--- PROBLEM STATEMENT ---
Count how many lines of the material contain the string "TurnRecord", then give that number and nothing more.

─── SOURCE DATA ───

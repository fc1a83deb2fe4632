//! Hand knowledge and constraint resolution.
//!
//! ## Key Types
//!
//! - `HandKnowledge`: known cards, possible cards and "at least one of"
//!   constraints for one hand
//! - `resolve`: split a constrained hand into disjoint constraint-free
//!   partitions
//! - `enumerate_global_states`: combine resolved partitions across players
//!   without card collisions

pub mod enumerate;
pub mod hand;
pub mod resolve;

pub use enumerate::{enumerate_global_states, GlobalState};
pub use hand::HandKnowledge;
pub use resolve::resolve;
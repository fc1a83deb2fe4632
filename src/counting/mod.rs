//! Counting consistent game states.
//!
//! - `combin`: binomial coefficients and k-combinations
//! - `signature`: relabeling-invariant keys for hand groups
//! - `cache`: the memo table, in memory or persisted with bincode
//! - `counter`: the memoized joint-completion counter
//! - `deadline`: time limit and cancellation for long queries

pub mod cache;
pub mod combin;
pub mod counter;
pub mod deadline;
pub mod signature;
pub mod stats;

pub use cache::{DurableCache, MemoryCache, StateCache};
pub use combin::{checked_choose, choose, Combinations, StateCount};
pub use counter::StateCounter;
pub use deadline::Deadline;
pub use signature::{canonical_order, Signature, MAX_SIGNATURE_HANDS, MAX_TIE_ORDERINGS};
pub use stats::CounterStats;
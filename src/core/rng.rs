//! Deterministic random number generation for dealing and guessing.
//!
//! ## Key Features
//!
//! - **Deterministic**: Same seed produces the same deal and the same game
//! - **Forkable**: Each seat guesses from its own stream, so one player's
//!   draws never shift another's
//!
//! ```
//! use clue_deduce::core::GameRng;
//!
//! let mut a = GameRng::new(42);
//! let mut b = GameRng::new(42);
//!
//! let mut deck_a: Vec<u8> = (0..21).collect();
//! let mut deck_b = deck_a.clone();
//! a.shuffle(&mut deck_a);
//! b.shuffle(&mut deck_b);
//! assert_eq!(deck_a, deck_b);
//! ```

use rand::{Rng, SeedableRng};
use rand_chacha::ChaCha8Rng;

/// Deterministic RNG backed by ChaCha8.
#[derive(Clone, Debug)]
pub struct GameRng {
    inner: ChaCha8Rng,
    seed: u64,
    fork_counter: u64,
}

impl GameRng {
    /// Create a new RNG with the given seed.
    #[must_use]
    pub fn new(seed: u64) -> Self {
        Self {
            inner: ChaCha8Rng::seed_from_u64(seed),
            seed,
            fork_counter: 0,
        }
    }

    /// Fork this RNG to create an independent stream.
    ///
    /// Each fork produces a different but deterministic sequence.
    #[must_use]
    pub fn fork(&mut self) -> Self {
        self.fork_counter += 1;
        let fork_seed = self.seed.wrapping_add(self.fork_counter.wrapping_mul(0x9E3779B97F4A7C15));
        Self {
            inner: ChaCha8Rng::seed_from_u64(fork_seed),
            seed: fork_seed,
            fork_counter: 0,
        }
    }

    /// Generate a random usize in the given range.
    pub fn gen_range_usize(&mut self, range: std::ops::Range<usize>) -> usize {
        self.inner.gen_range(range)
    }

    /// Shuffle a slice in place.
    pub fn shuffle<T>(&mut self, slice: &mut [T]) {
        use rand::seq::SliceRandom;
        slice.shuffle(&mut self.inner);
    }
}
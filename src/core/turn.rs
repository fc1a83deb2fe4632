//! Turn records: a guess plus the responses it drew.
//!
//! The game controller walks the other players in seat order until one can
//! disprove the guess. Each player asked contributes one `Response`. Only the
//! guesser learns which card was shown; everyone else sees `Concealed`.

use serde::{Deserialize, Serialize};
use smallvec::SmallVec;

use super::card::{Card, Guess};
use super::player::PlayerId;

/// What one player did when asked to disprove a guess.
#[derive(Clone, Copy, Debug, PartialEq, Eq, Hash, Serialize, Deserialize)]
pub enum Response {
    /// The player holds none of the guessed cards.
    CouldNotDisprove,
    /// The player showed this card to the observer.
    Shown(Card),
    /// The player showed a card, but not to the observer.
    Concealed,
}

impl Response {
    /// Check if the player disproved the guess.
    #[must_use]
    pub fn disproved(self) -> bool {
        !matches!(self, Response::CouldNotDisprove)
    }
}

/// A guess and the responses it drew, as seen by one observer.
///
/// ## Example
///
/// ```
/// use clue_deduce::core::{Card, Guess, PlayerId, Response, TurnRecord};
///
/// let guess = Guess::new(Card(0), Card(6), Card(12));
/// let mut record = TurnRecord::new(PlayerId::new(0), guess);
/// record.push(PlayerId::new(1), Response::CouldNotDisprove);
/// record.push(PlayerId::new(2), Response::Shown(Card(6)));
///
/// assert_eq!(record.disprover(), Some(PlayerId::new(2)));
/// assert!(!record.undisproved());
/// ```
#[derive(Clone, Debug, PartialEq, Eq, Serialize, Deserialize)]
pub struct TurnRecord {
    /// Player who made the guess.
    pub guesser: PlayerId,

    /// The guess itself.
    pub guess: Guess,

    /// Responses in the order the players were asked.
    /// SmallVec covers the usual 2-7 responders without heap allocation.
    pub responses: SmallVec<[(PlayerId, Response); 8]>,
}

impl TurnRecord {
    /// Create a record with no responses yet.
    #[must_use]
    pub fn new(guesser: PlayerId, guess: Guess) -> Self {
        Self {
            guesser,
            guess,
            responses: SmallVec::new(),
        }
    }

    /// Append one response.
    pub fn push(&mut self, player: PlayerId, response: Response) {
        self.responses.push((player, response));
    }

    /// The player who disproved the guess, if anyone did.
    #[must_use]
    pub fn disprover(&self) -> Option<PlayerId> {
        self.responses
            .iter()
            .find(|(_, response)| response.disproved())
            .map(|&(player, _)| player)
    }

    /// True if every player asked failed to disprove.
    #[must_use]
    pub fn undisproved(&self) -> bool {
        self.responses.iter().all(|(_, response)| !response.disproved())
    }

    /// The same record with any shown card hidden, as seen by a bystander.
    #[must_use]
    pub fn concealed(&self) -> Self {
        let mut record = self.clone();
        for (_, response) in record.responses.iter_mut() {
            if let Response::Shown(_) = response {
                *response = Response::Concealed;
            }
        }
        record
    }
}

#[cfg(test)]
mod tests {
    use super::*;

    fn sample_guess() -> Guess {
        Guess::new(Card(1), Card(7), Card(13))
    }

    #[test]
    fn test_undisproved_when_empty() {
        let record = TurnRecord::new(PlayerId::new(0), sample_guess());
        assert!(record.undisproved());
        assert_eq!(record.disprover(), None);
    }

    #[test]
    fn test_disprover() {
        let mut record = TurnRecord::new(PlayerId::new(3), sample_guess());
        record.push(PlayerId::new(4), Response::CouldNotDisprove);
        record.push(PlayerId::new(5), Response::Concealed);

        assert_eq!(record.disprover(), Some(PlayerId::new(5)));
        assert!(!record.undisproved());
    }

    #[test]
    fn test_concealed_hides_shown_card() {
        let mut record = TurnRecord::new(PlayerId::new(0), sample_guess());
        record.push(PlayerId::new(1), Response::CouldNotDisprove);
        record.push(PlayerId::new(2), Response::Shown(Card(7)));

        let public = record.concealed();
        assert_eq!(public.responses[0].1, Response::CouldNotDisprove);
        assert_eq!(public.responses[1].1, Response::Concealed);
        // original untouched
        assert_eq!(record.responses[1].1, Response::Shown(Card(7)));
    }

    #[test]
    fn test_record_serialization() {
        let mut record = TurnRecord::new(PlayerId::new(0), sample_guess());
        record.push(PlayerId::new(1), Response::Shown(Card(1)));

        let json = serde_json::to_string(&record).unwrap();
        let deserialized: TurnRecord = serde_json::from_str(&json).unwrap();
        assert_eq!(record, deserialized);
    }
}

───

--- YOUR SOLUTION ---
9